Testudinis Carapax et Plastrum (TCP) and Trionycis Carapax (TC) are derived from the shell of Chinemys reevesii and Pelodiscus sinensis. They are not only important components in Chinese patent medicines (CPMs), but also are used for health supplements or functional foods. CPMs composed of TCP have a well-recognized curative effect in the treatment of osteoporosis, diabetic nephropathy, hypo-immunity, ageing, insomnia with sweating at night, etc. [1-3]. In addition, TC is an integral part of CPMs that are beneficial to cure cirrhosis, hepatitis, tuberculosis, Yin deficiency, as well as to inhibit tumour growth [4-6].

However, there are also numerous reports of fake or adulterant Chinese medicine, which has exposed consumers to a major public health risk and caused a non-negligible drug market disorder. Adulteration through the addition or substitution of similar substances in traditional Chinese medicine (TCM) is a type of medicine fraud defined as the intentional fraudulent modification of medicines to obtain a financial advantage. The fact that these two reptiles can be used for medicinal purpose only after their ages are above 3 years has caused an increasing scarcity of resources and economically motivated adulteration. On the other hand, similar morphological characteristics among species of close phylogenetic relationship and lack of professional experience can frequently lead to unintentional use of fake products. Moreover, both TCP and TC are processed in a manner where cutting, heating and sometimes even addition of vinegar are involved.

Accurate authentication of Chinese medicines is a strict legal requirement in many countries throughout America, Europe and Asia, and is a prerequisite for delivering a quality product that meets consumer expectations. Many efforts have been made to identify the origin of animal species in medicines and foods.
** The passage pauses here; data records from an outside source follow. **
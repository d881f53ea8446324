// Ultralytics 🚀 AGPL-3.0 License - https://ultralytics.com/license
//! 模拟检测器 - 无模型时的随机游走人群
//!
//! 人体检测器每次调用推进一步场景, 人脸检测器返回当前每个人的头部区域。

use std::sync::Arc;

use image::RgbImage;
use parking_lot::Mutex;
use rand::rngs::StdRng;
use rand::{Rng, SeedableRng};

use super::{FaceDetector, PersonDetector};
use crate::detection::types::{BBox, PersonDetection};
use crate::error::Result;

/// 单个模拟行人 (检测帧坐标, 以帧宽高为单位的比例)
#[derive(Clone, Debug)]
struct Walker {
    x: f32,
    y: f32,
    vx: f32,
    w: f32,
    h: f32,
    confidence: f32,
}

/// 模拟场景
struct SimulatedScene {
    walkers: Vec<Walker>,
    max_persons: usize,
    rng: StdRng,
}

impl SimulatedScene {
    fn new(max_persons: usize, seed: u64) -> Self {
        Self {
            walkers: Vec::new(),
            max_persons,
            rng: StdRng::seed_from_u64(seed),
        }
    }

    /// 推进一步: 行人移动, 走出画面的移除, 按概率补充新人
    fn step(&mut self) {
        for walker in &mut self.walkers {
            walker.x += walker.vx;
        }
        self.walkers.retain(|w| w.x > -w.w && w.x < 1.0);

        if self.walkers.len() < self.max_persons && self.rng.gen_bool(0.05) {
            let from_left = self.rng.gen_bool(0.5);
            let speed = self.rng.gen_range(0.002..0.01);
            let w = self.rng.gen_range(0.08..0.15);
            self.walkers.push(Walker {
                x: if from_left { -w + 0.001 } else { 0.999 },
                y: self.rng.gen_range(0.1..0.4),
                vx: if from_left { speed } else { -speed },
                w,
                h: self.rng.gen_range(0.4..0.55),
                confidence: self.rng.gen_range(0.6..0.99),
            });
        }
    }

    fn person_boxes(&self, width: u32, height: u32) -> Vec<PersonDetection> {
        self.walkers
            .iter()
            .filter_map(|w| {
                let bbox = clip(w.x, w.y, w.x + w.w, w.y + w.h, width, height)?;
                Some(PersonDetection::new(bbox, w.confidence))
            })
            .collect()
    }

    fn face_boxes(&self, width: u32, height: u32) -> Vec<BBox> {
        self.walkers
            .iter()
            .filter_map(|w| {
                let fw = w.w * 0.5;
                let fx = w.x + (w.w - fw) / 2.0;
                clip(fx, w.y, fx + fw, w.y + w.h * 0.2, width, height)
            })
            .collect()
    }
}

/// 比例坐标 → 像素框, 完全在画面外时返回 None
fn clip(x1: f32, y1: f32, x2: f32, y2: f32, width: u32, height: u32) -> Option<BBox> {
    let (fw, fh) = (width as f32, height as f32);
    let bbox = BBox::new(
        (x1.max(0.0) * fw) as i32,
        (y1.max(0.0) * fh) as i32,
        (x2.min(1.0) * fw) as i32,
        (y2.min(1.0) * fh) as i32,
    );
    bbox.is_valid().then_some(bbox)
}

/// 模拟人体检测器
pub struct SimulatedPersonDetector {
    scene: Arc<Mutex<SimulatedScene>>,
}

/// 模拟人脸检测器
pub struct SimulatedFaceDetector {
    scene: Arc<Mutex<SimulatedScene>>,
}

/// 创建共享同一场景的人体/人脸检测器
pub fn simulated_pair(max_persons: usize, seed: u64) -> (SimulatedPersonDetector, SimulatedFaceDetector) {
    let scene = Arc::new(Mutex::new(SimulatedScene::new(max_persons, seed)));
    (
        SimulatedPersonDetector {
            scene: Arc::clone(&scene),
        },
        SimulatedFaceDetector { scene },
    )
}

impl PersonDetector for SimulatedPersonDetector {
    fn name(&self) -> &str {
        "simulated-crowd"
    }

    fn detect(&mut self, frame: &RgbImage) -> Result<Vec<PersonDetection>> {
        let mut scene = self.scene.lock();
        scene.step();
        Ok(scene.person_boxes(frame.width(), frame.height()))
    }
}

impl FaceDetector for SimulatedFaceDetector {
    fn name(&self) -> &str {
        "simulated-faces"
    }

    fn detect(&mut self, frame: &RgbImage) -> Result<Vec<BBox>> {
        Ok(self.scene.lock().face_boxes(frame.width(), frame.height()))
    }
}

#[cfg(test)]
mod tests {
    use super::*;

    #[test]
    fn test_crowd_bounded_and_valid() {
        let (mut person, mut face) = simulated_pair(4, 1);
        let frame = RgbImage::new(320, 240);
        let mut max_seen = 0;
        for _ in 0..2_000 {
            let people = person.detect(&frame).unwrap();
            let faces = face.detect(&frame).unwrap();
            assert!(people.len() <= 4);
            assert!(faces.len() <= people.len());
            for p in &people {
                assert!(p.bbox.is_valid());
                assert!(p.bbox.x1 >= 0 && p.bbox.x2 <= 320);
                assert!(p.confidence >= 0.6);
            }
            max_seen = max_seen.max(people.len());
        }
        assert!(max_seen > 0);
    }

    #[test]
    fn test_same_seed_is_deterministic() {
        let frame = RgbImage::new(320, 240);
        let (mut a, _) = simulated_pair(3, 9);
        let (mut b, _) = simulated_pair(3, 9);
        for _ in 0..200 {
            assert_eq!(a.detect(&frame).unwrap(), b.detect(&frame).unwrap());
        }
    }
}
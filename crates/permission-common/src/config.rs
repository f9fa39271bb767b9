//! YAML-backed application config with dotted-key lookups.

use crate::error::PermissionError;
use serde_yaml::Value;
use std::path::Path;

#[derive(Debug, Clone, Default)]
pub struct Config {
    root: Value,
}

impl Config {
    pub fn empty() -> Self {
        Self { root: Value::Null }
    }

    pub fn from_yaml_str(content: &str) -> Result<Self, PermissionError> {
        let root: Value = serde_yaml::from_str(content)
            .map_err(|e| PermissionError::Config(format!("Failed to parse config: {}", e)))?;
        Ok(Self { root })
    }

    pub fn load(path: impl AsRef<Path>) -> Result<Self, PermissionError> {
        let path = path.as_ref();
        let content = std::fs::read_to_string(path).map_err(|e| {
            PermissionError::Config(format!("Failed to read {}: {}", path.display(), e))
        })?;
        Self::from_yaml_str(&content)
    }

    pub fn get_optional_string_array(&self, key: &str) -> Result<Option<Vec<String>>, PermissionError> {
        let Some(value) = self.lookup(key) else {
            return Ok(None);
        };

        let items = value
            .as_sequence()
            .ok_or_else(|| type_error(key, "string array"))?;

        items
            .iter()
            .map(|item| {
                item.as_str()
                    .map(str::to_string)
                    .ok_or_else(|| type_error(key, "string array"))
            })
            .collect::<Result<Vec<_>, _>>()
            .map(Some)
    }

    pub fn get_optional_bool(&self, key: &str) -> Result<Option<bool>, PermissionError> {
        match self.lookup(key) {
            None => Ok(None),
            Some(value) => value.as_bool().map(Some).ok_or_else(|| type_error(key, "boolean")),
        }
    }

    pub fn get_optional_string(&self, key: &str) -> Result<Option<String>, PermissionError> {
        match self.lookup(key) {
            None => Ok(None),
            Some(value) => value
                .as_str()
                .map(|s| Some(s.to_string()))
                .ok_or_else(|| type_error(key, "string")),
        }
    }

    // Null leaves count as absent, matching an empty `key:` line in YAML.
    fn lookup(&self, key: &str) -> Option<&Value> {
        let mut current = &self.root;
        for part in key.split('.') {
            current = current.as_mapping()?.get(part)?;
        }
        if current.is_null() {
            None
        } else {
            Some(current)
        }
    }
}

fn type_error(key: &str, expected: &str) -> PermissionError {
    PermissionError::Config(format!("Invalid type at '{}', expected {}", key, expected))
}
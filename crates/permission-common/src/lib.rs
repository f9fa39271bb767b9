//! Shared permission model plus clients for the permission backend and plugin metadata.

pub mod aggregator;
pub mod client;
pub mod config;
pub mod discovery;
pub mod error;
pub mod interfaces;
pub mod types;

pub use aggregator::PermissionAggregator;
pub use client::PermissionClient;
pub use config::Config;
pub use discovery::{StaticIdentity, UrlPatternDiscovery};
pub use error::PermissionError;
pub use interfaces::{DiscoveryApi, IdentityApi};
pub use types::*;
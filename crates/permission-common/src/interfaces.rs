//! Capabilities the hosting application supplies to the permission clients.

use crate::error::PermissionError;
use crate::types::Credentials;
use async_trait::async_trait;

/// Resolves the base URL of a plugin's backend.
#[async_trait]
pub trait DiscoveryApi: Send + Sync {
    async fn get_base_url(&self, plugin_id: &str) -> Result<String, PermissionError>;
}

/// Supplies the current caller's credentials.
///
/// Implementations own any refresh policy; callers fetch on every request.
#[async_trait]
pub trait IdentityApi: Send + Sync {
    async fn get_credentials(&self) -> Result<Credentials, PermissionError>;
}
//! Wire model shared by the permission backend, plugins and frontends.

use serde::{Deserialize, Serialize};

/// Whether a permission applies to a resource type or stands alone.
#[derive(Debug, Clone, Copy, Serialize, Deserialize, PartialEq, Eq)]
#[serde(rename_all = "lowercase")]
pub enum PermissionKind {
    Basic,
    Resource,
}

#[derive(Debug, Clone, Default, Serialize, Deserialize, PartialEq, Eq)]
pub struct PermissionAttributes {
    #[serde(default, skip_serializing_if = "Option::is_none")]
    pub action: Option<String>,
}

/// A permission declared by a plugin, identified by its name.
#[derive(Debug, Clone, Serialize, Deserialize, PartialEq, Eq)]
#[serde(rename_all = "camelCase")]
pub struct Permission {
    #[serde(rename = "type")]
    pub kind: PermissionKind,
    pub name: String,
    #[serde(default)]
    pub attributes: PermissionAttributes,
    #[serde(default, skip_serializing_if = "Option::is_none")]
    pub resource_type: Option<String>,
}

impl Permission {
    pub fn basic(name: impl Into<String>) -> Self {
        Self {
            kind: PermissionKind::Basic,
            name: name.into(),
            attributes: PermissionAttributes::default(),
            resource_type: None,
        }
    }

    pub fn resource(name: impl Into<String>, resource_type: impl Into<String>) -> Self {
        Self {
            kind: PermissionKind::Resource,
            name: name.into(),
            attributes: PermissionAttributes::default(),
            resource_type: Some(resource_type.into()),
        }
    }

    pub fn with_action(mut self, action: impl Into<String>) -> Self {
        self.attributes.action = Some(action.into());
        self
    }
}

/// A single "may the caller do this?" question.
#[derive(Debug, Clone, Serialize, Deserialize, PartialEq, Eq)]
#[serde(rename_all = "camelCase")]
pub struct AuthorizeQuery {
    pub permission: Permission,
    #[serde(default, skip_serializing_if = "Option::is_none")]
    pub resource_ref: Option<String>,
}

impl AuthorizeQuery {
    pub fn new(permission: Permission) -> Self {
        Self {
            permission,
            resource_ref: None,
        }
    }

    pub fn for_resource(permission: Permission, resource_ref: impl Into<String>) -> Self {
        Self {
            permission,
            resource_ref: Some(resource_ref.into()),
        }
    }
}

#[derive(Debug, Clone, Copy, Serialize, Deserialize, PartialEq, Eq)]
#[serde(rename_all = "UPPERCASE")]
pub enum AuthorizeResult {
    Allow,
    Deny,
    Conditional,
}

/// Outcome for one query. `conditions` is only set for conditional results.
#[derive(Debug, Clone, Serialize, Deserialize, PartialEq)]
pub struct AuthorizeDecision {
    pub result: AuthorizeResult,
    #[serde(default, skip_serializing_if = "Option::is_none")]
    pub conditions: Option<serde_json::Value>,
}

impl AuthorizeDecision {
    pub fn allow() -> Self {
        Self {
            result: AuthorizeResult::Allow,
            conditions: None,
        }
    }

    pub fn deny() -> Self {
        Self {
            result: AuthorizeResult::Deny,
            conditions: None,
        }
    }
}

/// Caller identity presented to the permission backend.
#[derive(Debug, Clone, Default, PartialEq, Eq)]
pub struct Credentials {
    pub token: Option<String>,
}

impl Credentials {
    pub fn bearer(token: impl Into<String>) -> Self {
        Self {
            token: Some(token.into()),
        }
    }
}
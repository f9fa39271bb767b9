//! Collects the permissions each configured plugin declares.

use crate::error::PermissionError;
use crate::interfaces::DiscoveryApi;
use crate::types::Permission;
use futures::future::try_join_all;
use reqwest::Client;
use serde::Deserialize;
use std::collections::HashSet;
use std::sync::Arc;
use tracing::{debug, warn};

const METADATA_PATH: &str = ".well-known/backstage/permissions/metadata";

#[derive(Debug, Deserialize)]
struct PermissionMetadata {
    #[serde(default)]
    permissions: Vec<Permission>,
}

pub struct PermissionAggregator {
    client: Client,
    plugin_ids: Vec<String>,
    discovery: Arc<dyn DiscoveryApi>,
}

impl PermissionAggregator {
    pub fn new(plugin_ids: Vec<String>, discovery: Arc<dyn DiscoveryApi>) -> Self {
        Self {
            client: Client::new(),
            plugin_ids,
            discovery,
        }
    }

    pub fn plugin_ids(&self) -> &[String] {
        &self.plugin_ids
    }

    /// Union of every plugin's permissions, deduplicated by name.
    ///
    /// Earlier plugins win on name clashes. Any plugin failure fails the whole call.
    pub async fn get_all_permissions(&self) -> Result<Vec<Permission>, PermissionError> {
        let per_plugin = try_join_all(
            self.plugin_ids
                .iter()
                .map(|plugin_id| self.fetch_plugin_permissions(plugin_id)),
        )
        .await?;

        let mut seen = HashSet::new();
        Ok(per_plugin
            .into_iter()
            .flatten()
            .filter(|permission| seen.insert(permission.name.clone()))
            .collect())
    }

    async fn fetch_plugin_permissions(&self, plugin_id: &str) -> Result<Vec<Permission>, PermissionError> {
        let base_url = self.discovery.get_base_url(plugin_id).await?;
        let url = format!("{}/{}", base_url.trim_end_matches('/'), METADATA_PATH);
        debug!("permission metadata plugin={} url={}", plugin_id, url);

        let response = self.client.get(&url).send().await?;
        if !response.status().is_success() {
            let status = response.status();
            let body = response.text().await.unwrap_or_default();
            warn!("plugin {} metadata returned {}", plugin_id, status);
            return Err(PermissionError::Api {
                status: status.as_u16(),
                body,
            });
        }

        let metadata: PermissionMetadata = response
            .json()
            .await
            .map_err(|e| PermissionError::Parse(format!("{}: {}", plugin_id, e)))?;

        Ok(metadata.permissions)
    }
}
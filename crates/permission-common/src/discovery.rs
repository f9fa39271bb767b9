use crate::config::Config;
use crate::error::PermissionError;
use crate::interfaces::{DiscoveryApi, IdentityApi};
use crate::types::Credentials;
use async_trait::async_trait;

const PLUGIN_ID_PLACEHOLDER: &str = "{{pluginId}}";

/// Discovery that expands a fixed URL pattern, e.g. `http://localhost:7007/api/{{pluginId}}`.
#[derive(Debug, Clone)]
pub struct UrlPatternDiscovery {
    pattern: String,
}

impl UrlPatternDiscovery {
    pub fn compile(pattern: impl Into<String>) -> Result<Self, PermissionError> {
        let pattern = pattern.into();
        if !pattern.contains(PLUGIN_ID_PLACEHOLDER) {
            return Err(PermissionError::Config(format!(
                "Discovery pattern '{}' must contain {}",
                pattern, PLUGIN_ID_PLACEHOLDER
            )));
        }
        Ok(Self { pattern })
    }

    /// Reads `discovery.urlPattern`.
    pub fn from_config(config: &Config) -> Result<Self, PermissionError> {
        let pattern = config
            .get_optional_string("discovery.urlPattern")?
            .ok_or_else(|| PermissionError::Config("Missing discovery.urlPattern".to_string()))?;
        Self::compile(pattern)
    }

    pub fn resolve(&self, plugin_id: &str) -> String {
        self.pattern.replace(PLUGIN_ID_PLACEHOLDER, plugin_id)
    }
}

#[async_trait]
impl DiscoveryApi for UrlPatternDiscovery {
    async fn get_base_url(&self, plugin_id: &str) -> Result<String, PermissionError> {
        Ok(self.resolve(plugin_id))
    }
}

/// Identity that always presents the same credentials.
#[derive(Debug, Clone, Default)]
pub struct StaticIdentity {
    credentials: Credentials,
}

impl StaticIdentity {
    pub fn new(credentials: Credentials) -> Self {
        Self { credentials }
    }

    pub fn guest() -> Self {
        Self::default()
    }
}

#[async_trait]
impl IdentityApi for StaticIdentity {
    async fn get_credentials(&self) -> Result<Credentials, PermissionError> {
        Ok(self.credentials.clone())
    }
}
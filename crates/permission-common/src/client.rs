//! HTTP client for the permission backend's batch authorize endpoint.

use crate::config::Config;
use crate::error::PermissionError;
use crate::interfaces::DiscoveryApi;
use crate::types::{AuthorizeDecision, AuthorizeQuery, AuthorizeResult, Credentials, Permission};
use reqwest::Client;
use serde::{Deserialize, Serialize};
use std::collections::HashMap;
use std::sync::Arc;
use tracing::{debug, warn};
use uuid::Uuid;

const PERMISSION_PLUGIN_ID: &str = "permission";

#[derive(Debug, Serialize)]
struct AuthorizeRequest<'a> {
    items: Vec<IdentifiedQuery<'a>>,
}

#[derive(Debug, Serialize)]
#[serde(rename_all = "camelCase")]
struct IdentifiedQuery<'a> {
    id: String,
    permission: &'a Permission,
    #[serde(skip_serializing_if = "Option::is_none")]
    resource_ref: Option<&'a str>,
}

#[derive(Debug, Deserialize)]
struct AuthorizeResponse {
    items: Vec<IdentifiedDecision>,
}

#[derive(Debug, Deserialize)]
struct IdentifiedDecision {
    id: String,
    result: AuthorizeResult,
    #[serde(default)]
    conditions: Option<serde_json::Value>,
}

/// Sends batches of queries to the permission backend.
///
/// When `permission.enabled` is false (the default) every query is allowed
/// without contacting the backend.
pub struct PermissionClient {
    client: Client,
    discovery: Arc<dyn DiscoveryApi>,
    enabled: bool,
}

impl PermissionClient {
    /// Fails if `permission.enabled` is present but not a boolean.
    pub fn new(discovery: Arc<dyn DiscoveryApi>, config: &Config) -> Result<Self, PermissionError> {
        let enabled = config
            .get_optional_bool("permission.enabled")?
            .unwrap_or(false);

        Ok(Self {
            client: Client::new(),
            discovery,
            enabled,
        })
    }

    pub fn is_enabled(&self) -> bool {
        self.enabled
    }

    /// Evaluate `queries`, returning one decision per query in the same order.
    pub async fn authorize(
        &self,
        queries: &[AuthorizeQuery],
        credentials: &Credentials,
    ) -> Result<Vec<AuthorizeDecision>, PermissionError> {
        if !self.enabled {
            return Ok(queries.iter().map(|_| AuthorizeDecision::allow()).collect());
        }
        if queries.is_empty() {
            return Ok(Vec::new());
        }

        let items: Vec<IdentifiedQuery<'_>> = queries
            .iter()
            .map(|query| IdentifiedQuery {
                id: Uuid::new_v4().to_string(),
                permission: &query.permission,
                resource_ref: query.resource_ref.as_deref(),
            })
            .collect();
        let ids: Vec<String> = items.iter().map(|item| item.id.clone()).collect();

        let base_url = self.discovery.get_base_url(PERMISSION_PLUGIN_ID).await?;
        let url = format!("{}/authorize", base_url.trim_end_matches('/'));
        debug!("permission url={}", url);
        debug!("permission batch_size={}", items.len());

        let mut request = self.client.post(&url).json(&AuthorizeRequest { items });
        if let Some(token) = &credentials.token {
            request = request.bearer_auth(token);
        }

        let response = request.send().await?;
        if !response.status().is_success() {
            let status = response.status();
            let body = response.text().await.unwrap_or_default();
            warn!("permission backend returned {}", status);
            return Err(PermissionError::Api {
                status: status.as_u16(),
                body,
            });
        }

        let parsed: AuthorizeResponse = response
            .json()
            .await
            .map_err(|e| PermissionError::Parse(e.to_string()))?;

        align_decisions(&ids, parsed.items)
    }
}

fn align_decisions(
    ids: &[String],
    items: Vec<IdentifiedDecision>,
) -> Result<Vec<AuthorizeDecision>, PermissionError> {
    let mut by_id: HashMap<String, AuthorizeDecision> = items
        .into_iter()
        .map(|item| {
            (
                item.id,
                AuthorizeDecision {
                    result: item.result,
                    conditions: item.conditions,
                },
            )
        })
        .collect();

    ids.iter()
        .map(|id| {
            by_id.remove(id).ok_or_else(|| {
                PermissionError::UnexpectedResponse(format!("missing decision for query {}", id))
            })
        })
        .collect()
}
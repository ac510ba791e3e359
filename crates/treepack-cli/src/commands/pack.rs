//! Pack command implementation.

use crate::cli::PackArgs;
use crate::error::add_pack_context;
use crate::output::OutputFormatter;
use crate::progress::CliProgress;
use anyhow::Context;
use anyhow::Result;
use std::path::Path;
use std::path::PathBuf;
use tracing::debug;
use treepack_core::PackConfig;
use treepack_core::Packer;
use treepack_core::creation::config::normalize_path;
use treepack_core::creation::filters::host_case_sensitive;

pub fn execute(
    args: &PackArgs,
    formatter: &dyn OutputFormatter,
    show_progress: bool,
) -> Result<()> {
    let config = build_config(args)?;
    debug!(?config, "resolved configuration");

    let output = config.output_path.clone();
    let packer = Packer::new(&config.packaging_root).config(config);

    if args.dry_run {
        let entries = add_pack_context(packer.dry_run(), &output)?;
        return formatter.format_dry_run(&output, &entries);
    }

    let mut progress = CliProgress::new(formatter, show_progress);
    let report = add_pack_context(packer.pack_with_progress(&mut progress), &output)?;
    let entries = progress.into_entries();

    formatter.format_pack_result(&report, &entries)
}

/// Resolves command-line arguments into an absolute configuration.
pub fn build_config(args: &PackArgs) -> Result<PackConfig> {
    let root = match &args.root {
        Some(root) => absolute(root)?,
        None => normalize_path(
            &std::env::current_dir().context("cannot determine the current directory")?,
        ),
    };

    let source = match &args.source {
        Some(source) => absolute(source)?,
        None => root.clone(),
    };

    let output = match &args.output {
        Some(output) => absolute(output)?,
        None => PackConfig::default_output_path(&root, args.name.as_deref()),
    };

    let mut config = PackConfig::new(&root)
        .with_source_root(source)
        .with_output_path(output)
        .with_case_sensitive(args.case_sensitivity().unwrap_or_else(host_case_sensitive))
        .with_follow_symlinks(args.follow_symlinks)
        .with_sort_entries(!args.no_sort);

    if !args.exclude.is_empty() {
        config = config.with_exclude_patterns(args.exclude.clone());
    } else if args.no_default_excludes {
        config = config.with_exclude_patterns(Vec::new());
    }

    if let Some(level) = args.compression_level {
        config = config.with_compression_level(level);
    }

    Ok(config)
}

/// Makes `path` absolute against the current directory, then resolves `.`
/// and `..` so it compares equal to the paths the walker produces.
fn absolute(path: &Path) -> Result<PathBuf> {
    std::path::absolute(path)
        .map(|path| normalize_path(&path))
        .with_context(|| format!("cannot resolve path '{}'", path.display()))
}
//! High-level public API for packaging a directory tree.

use tracing::info;

use crate::NoopProgress;
use crate::ProgressCallback;
use crate::Result;
use crate::creation::PackConfig;
use crate::creation::PackReport;
use crate::creation::walker::FilteredWalker;
use crate::creation::zip;

/// Packages the tree described by `config` into a ZIP archive.
///
/// The configuration is validated first, so configuration errors never
/// touch an existing archive. The output file itself is kept out of the
/// walk.
///
/// # Errors
///
/// Returns an error if:
/// - The configuration is invalid (bad level, bad pattern, source outside
///   the packaging root, missing source)
/// - The old archive cannot be deleted or the new one cannot be created
/// - A directory cannot be listed or a file cannot be read
/// - Writing or finalizing the archive fails
///
/// # Examples
///
/// ```no_run
/// use treepack_core::PackConfig;
/// use treepack_core::pack_tree;
///
/// # fn main() -> Result<(), Box<dyn std::error::Error>> {
/// let config = PackConfig::new("/build/VesselAutoRenamer")
///     .with_source_root("/build/VesselAutoRenamer/GameData");
/// let report = pack_tree(&config)?;
/// println!("Packaged {} files", report.files_added);
/// # Ok(())
/// # }
/// ```
pub fn pack_tree(config: &PackConfig) -> Result<PackReport> {
    pack_tree_with_progress(config, &mut NoopProgress)
}

/// Packages the tree described by `config`, reporting progress per entry.
///
/// # Errors
///
/// Same as [`pack_tree`].
pub fn pack_tree_with_progress(
    config: &PackConfig,
    progress: &mut dyn ProgressCallback,
) -> Result<PackReport> {
    config.validate()?;

    let walker = FilteredWalker::new(config)?.skip_path(&config.output_path);
    info!(
        source = %config.source_root.display(),
        root = %config.packaging_root.display(),
        patterns = ?config.exclude_patterns,
        "packaging tree"
    );

    zip::pack(&config.output_path, walker.walk(), config, progress)
}

#[cfg(test)]
#[allow(clippy::unwrap_used)]
mod tests {
    use super::*;
    use crate::PackError;
    use std::fs;
    use tempfile::TempDir;

    #[test]
    fn test_pack_tree_skips_own_output() {
        let temp = TempDir::new().unwrap();
        let root = temp.path().join("Mod");
        fs::create_dir(&root).unwrap();
        fs::write(root.join("a.txt"), "a").unwrap();

        let config = PackConfig::new(&root);
        let report = pack_tree(&config).unwrap();
        assert_eq!(report.files_added, 1);

        let report = pack_tree(&config).unwrap();
        assert_eq!(report.files_added, 1);
        assert!(report.replaced_existing);
        assert_eq!(report.output_path, root.join("Mod.zip"));
    }

    #[test]
    fn test_pack_tree_skips_output_given_with_parent_components() {
        let temp = TempDir::new().unwrap();
        let root = temp.path().join("Mod");
        fs::create_dir_all(root.join("sub")).unwrap();
        fs::write(root.join("a.txt"), "a").unwrap();

        let config = PackConfig::new(&root).with_output_path(root.join("sub/../Mod.zip"));
        let report = pack_tree(&config).unwrap();

        assert_eq!(report.files_added, 1);
        assert!(!report.has_warnings());
        assert!(root.join("Mod.zip").is_file());
    }

    #[test]
    fn test_pack_tree_validates_before_writing() {
        let temp = TempDir::new().unwrap();
        let root = temp.path();
        fs::write(root.join("archive.zip"), "keep me").unwrap();

        let config = PackConfig::new(root)
            .with_output_path(root.join("archive.zip"))
            .with_exclude_patterns(vec!["[".into(), String::new()]);

        let err = pack_tree(&config).unwrap_err();
        assert!(matches!(err, PackError::InvalidPattern { .. }));
        assert_eq!(fs::read_to_string(root.join("archive.zip")).unwrap(), "keep me");
    }

    #[test]
    fn test_pack_tree_missing_source() {
        let temp = TempDir::new().unwrap();
        let config = PackConfig::new(temp.path()).with_source_root(temp.path().join("GameData"));

        let err = pack_tree(&config).unwrap_err();
        assert!(matches!(err, PackError::SourceNotFound { .. }));
        assert!(!config.output_path.exists());
    }
}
Fourier transform infrared (FTIR), high-performance liquid chromatography (HPLC) and mass spectrometry (MS) have been employed to differentiate among species by spectral intensity and chromatographic behaviour, but similar chemical properties always make accurate identification of a mixture difficult [7-11]. Enzyme-linked immunosorbent assay (ELISA) is well recognized as a sensitive and robust technique for detecting low levels of original material from a species based on antibody and antigen reactions; however, species-specificity can be significantly compromised by high homology of protein sequences among animals and a high concentration of salt [12,13]. In recent decades, polymerase chain reaction (PCR)-based methods to verify the origin of a species have been considered the most preferred technology owing to the favourable specificity and stability of DNA fragments. For instance, the genome of ancient Egyptian mummies was used to research ancient human history and offered the perspective of deciphering Egypt's past [14]. Furthermore, DNA is present in most biological tissues and can be readily extracted from even a very small amount of test sample. Therefore, PCR-based methods are an ideal and powerful tool for identification of original material existing in final products [15,16].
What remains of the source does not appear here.